Provided material:
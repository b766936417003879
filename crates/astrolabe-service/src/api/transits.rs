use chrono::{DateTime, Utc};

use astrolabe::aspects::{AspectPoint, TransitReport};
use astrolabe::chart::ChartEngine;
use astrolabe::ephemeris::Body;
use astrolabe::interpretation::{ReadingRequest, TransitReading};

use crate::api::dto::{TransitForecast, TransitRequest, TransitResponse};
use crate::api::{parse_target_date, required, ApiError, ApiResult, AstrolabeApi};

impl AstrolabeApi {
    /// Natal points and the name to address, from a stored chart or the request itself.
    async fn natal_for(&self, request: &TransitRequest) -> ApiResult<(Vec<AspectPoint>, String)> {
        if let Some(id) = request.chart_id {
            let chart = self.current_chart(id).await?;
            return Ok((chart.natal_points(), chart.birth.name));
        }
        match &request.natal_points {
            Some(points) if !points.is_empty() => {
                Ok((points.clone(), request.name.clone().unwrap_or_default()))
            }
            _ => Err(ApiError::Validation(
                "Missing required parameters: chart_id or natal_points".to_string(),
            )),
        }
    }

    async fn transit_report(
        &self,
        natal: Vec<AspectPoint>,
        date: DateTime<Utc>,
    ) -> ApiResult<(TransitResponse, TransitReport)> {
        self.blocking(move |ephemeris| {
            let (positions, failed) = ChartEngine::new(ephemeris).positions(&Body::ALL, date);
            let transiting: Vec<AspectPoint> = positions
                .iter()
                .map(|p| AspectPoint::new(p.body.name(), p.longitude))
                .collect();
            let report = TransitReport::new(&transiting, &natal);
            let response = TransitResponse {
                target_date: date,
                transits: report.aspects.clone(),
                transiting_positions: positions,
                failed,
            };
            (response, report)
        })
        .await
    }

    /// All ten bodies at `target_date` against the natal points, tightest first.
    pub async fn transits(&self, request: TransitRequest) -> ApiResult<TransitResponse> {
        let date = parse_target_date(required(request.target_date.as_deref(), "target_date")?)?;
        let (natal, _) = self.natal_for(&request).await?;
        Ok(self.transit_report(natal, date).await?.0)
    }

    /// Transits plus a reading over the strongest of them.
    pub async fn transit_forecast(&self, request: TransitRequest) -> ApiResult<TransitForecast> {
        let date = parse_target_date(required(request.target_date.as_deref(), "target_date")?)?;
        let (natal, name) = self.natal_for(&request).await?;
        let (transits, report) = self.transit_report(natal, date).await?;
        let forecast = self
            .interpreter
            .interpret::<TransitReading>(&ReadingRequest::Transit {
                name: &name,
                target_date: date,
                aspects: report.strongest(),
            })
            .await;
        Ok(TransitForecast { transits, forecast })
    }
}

What to work on:
Repeat exactly, please, each line from the beginning of the data through the line with "let chart = self.current_chart(id).await?;" in it, and only those lines.

Result of the exercise:
repository b766936417003879
filename crates/astrolabe-service/src/api/transits.rs
use chrono::{DateTime, Utc};

use astrolabe::aspects::{AspectPoint, TransitReport};
use astrolabe::chart::ChartEngine;
use astrolabe::ephemeris::Body;
use astrolabe::interpretation::{ReadingRequest, TransitReading};

use crate::api::dto::{TransitForecast, TransitRequest, TransitResponse};
use crate::api::{parse_target_date, required, ApiError, ApiResult, AstrolabeApi};

impl AstrolabeApi {
    /// Natal points and the name to address, from a stored chart or the request itself.
    async fn natal_for(&self, request: &TransitRequest) -> ApiResult<(Vec<AspectPoint>, String)> {
        if let Some(id) = request.chart_id {
            let chart = self.current_chart(id).await?;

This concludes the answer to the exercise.